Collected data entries
○ ○ ○ ○

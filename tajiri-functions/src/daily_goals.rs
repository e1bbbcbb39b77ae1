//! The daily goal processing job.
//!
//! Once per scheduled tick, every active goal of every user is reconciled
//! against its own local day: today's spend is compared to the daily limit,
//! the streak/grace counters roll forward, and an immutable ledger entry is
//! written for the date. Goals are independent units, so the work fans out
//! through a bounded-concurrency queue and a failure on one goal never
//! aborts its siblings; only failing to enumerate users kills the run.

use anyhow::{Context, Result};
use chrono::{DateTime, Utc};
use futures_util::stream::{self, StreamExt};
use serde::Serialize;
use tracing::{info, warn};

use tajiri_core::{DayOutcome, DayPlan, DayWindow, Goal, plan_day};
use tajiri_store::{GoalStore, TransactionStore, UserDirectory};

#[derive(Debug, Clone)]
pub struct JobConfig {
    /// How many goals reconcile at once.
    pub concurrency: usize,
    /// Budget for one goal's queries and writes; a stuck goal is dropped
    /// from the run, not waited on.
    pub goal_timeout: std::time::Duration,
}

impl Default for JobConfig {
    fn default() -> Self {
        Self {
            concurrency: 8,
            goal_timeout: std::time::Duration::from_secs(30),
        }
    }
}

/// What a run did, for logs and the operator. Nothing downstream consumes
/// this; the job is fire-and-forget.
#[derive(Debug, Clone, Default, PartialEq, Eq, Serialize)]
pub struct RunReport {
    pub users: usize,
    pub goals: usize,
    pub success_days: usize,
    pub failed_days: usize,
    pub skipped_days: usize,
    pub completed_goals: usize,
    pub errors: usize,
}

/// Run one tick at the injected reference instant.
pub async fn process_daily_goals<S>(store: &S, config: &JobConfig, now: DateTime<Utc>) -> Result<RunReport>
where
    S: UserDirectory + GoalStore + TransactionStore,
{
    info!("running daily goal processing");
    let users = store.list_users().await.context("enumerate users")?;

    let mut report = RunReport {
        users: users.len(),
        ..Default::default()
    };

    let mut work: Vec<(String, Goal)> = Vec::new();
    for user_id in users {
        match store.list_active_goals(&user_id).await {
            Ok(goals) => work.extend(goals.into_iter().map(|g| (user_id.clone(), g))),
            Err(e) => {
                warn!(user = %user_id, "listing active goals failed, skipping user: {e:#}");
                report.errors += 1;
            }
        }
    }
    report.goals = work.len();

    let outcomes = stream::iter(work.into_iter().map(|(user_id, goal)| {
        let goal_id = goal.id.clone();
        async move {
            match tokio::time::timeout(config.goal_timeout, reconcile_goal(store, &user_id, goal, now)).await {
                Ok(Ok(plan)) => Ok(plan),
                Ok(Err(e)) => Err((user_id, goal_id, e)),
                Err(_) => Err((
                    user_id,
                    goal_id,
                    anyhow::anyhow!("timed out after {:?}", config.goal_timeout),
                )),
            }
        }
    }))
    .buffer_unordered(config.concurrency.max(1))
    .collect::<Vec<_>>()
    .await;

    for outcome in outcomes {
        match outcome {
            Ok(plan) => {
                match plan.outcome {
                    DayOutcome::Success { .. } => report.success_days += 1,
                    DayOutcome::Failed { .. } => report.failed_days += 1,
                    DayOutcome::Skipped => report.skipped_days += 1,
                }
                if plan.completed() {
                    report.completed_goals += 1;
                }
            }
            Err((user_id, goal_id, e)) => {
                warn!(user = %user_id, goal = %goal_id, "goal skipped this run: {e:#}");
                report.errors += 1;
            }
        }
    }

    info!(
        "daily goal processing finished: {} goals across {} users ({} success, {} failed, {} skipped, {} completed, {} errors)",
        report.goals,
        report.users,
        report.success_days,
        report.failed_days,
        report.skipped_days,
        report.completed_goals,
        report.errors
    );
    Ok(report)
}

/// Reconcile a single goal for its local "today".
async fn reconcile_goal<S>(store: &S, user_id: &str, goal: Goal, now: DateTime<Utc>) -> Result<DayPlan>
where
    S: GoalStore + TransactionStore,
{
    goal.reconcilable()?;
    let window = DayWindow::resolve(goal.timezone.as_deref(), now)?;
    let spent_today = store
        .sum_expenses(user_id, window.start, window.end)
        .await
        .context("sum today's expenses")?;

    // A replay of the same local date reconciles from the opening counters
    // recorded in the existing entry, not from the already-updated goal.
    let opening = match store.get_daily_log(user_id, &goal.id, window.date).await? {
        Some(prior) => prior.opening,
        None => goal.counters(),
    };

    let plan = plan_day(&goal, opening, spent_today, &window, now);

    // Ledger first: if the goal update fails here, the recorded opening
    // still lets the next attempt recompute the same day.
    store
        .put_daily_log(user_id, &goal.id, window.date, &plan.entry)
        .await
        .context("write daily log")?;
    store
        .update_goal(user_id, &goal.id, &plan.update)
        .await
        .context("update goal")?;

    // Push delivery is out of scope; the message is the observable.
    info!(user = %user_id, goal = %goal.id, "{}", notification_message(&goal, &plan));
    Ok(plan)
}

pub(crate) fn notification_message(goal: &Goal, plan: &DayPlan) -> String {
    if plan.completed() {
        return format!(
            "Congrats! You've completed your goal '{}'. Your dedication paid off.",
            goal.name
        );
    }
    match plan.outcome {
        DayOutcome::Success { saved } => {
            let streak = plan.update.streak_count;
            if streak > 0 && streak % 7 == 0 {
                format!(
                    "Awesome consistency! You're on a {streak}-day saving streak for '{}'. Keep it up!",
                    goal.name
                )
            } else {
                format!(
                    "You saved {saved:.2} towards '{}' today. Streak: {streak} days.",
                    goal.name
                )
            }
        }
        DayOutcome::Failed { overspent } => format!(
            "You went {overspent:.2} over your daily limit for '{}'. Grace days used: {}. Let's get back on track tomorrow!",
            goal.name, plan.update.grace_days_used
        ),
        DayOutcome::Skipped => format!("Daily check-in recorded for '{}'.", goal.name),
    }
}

○ ○ ○ ○

▸ **YOUR OBJECTIVE**:
Among the lines above, return those that hold the word "limit".

▸ **RESPONSE TO THE TASK**:
//! against its own local day: today's spend is compared to the daily limit,
            "You went {overspent:.2} over your daily limit for '{}'. Grace days used: {}. Let's get back on track tomorrow!",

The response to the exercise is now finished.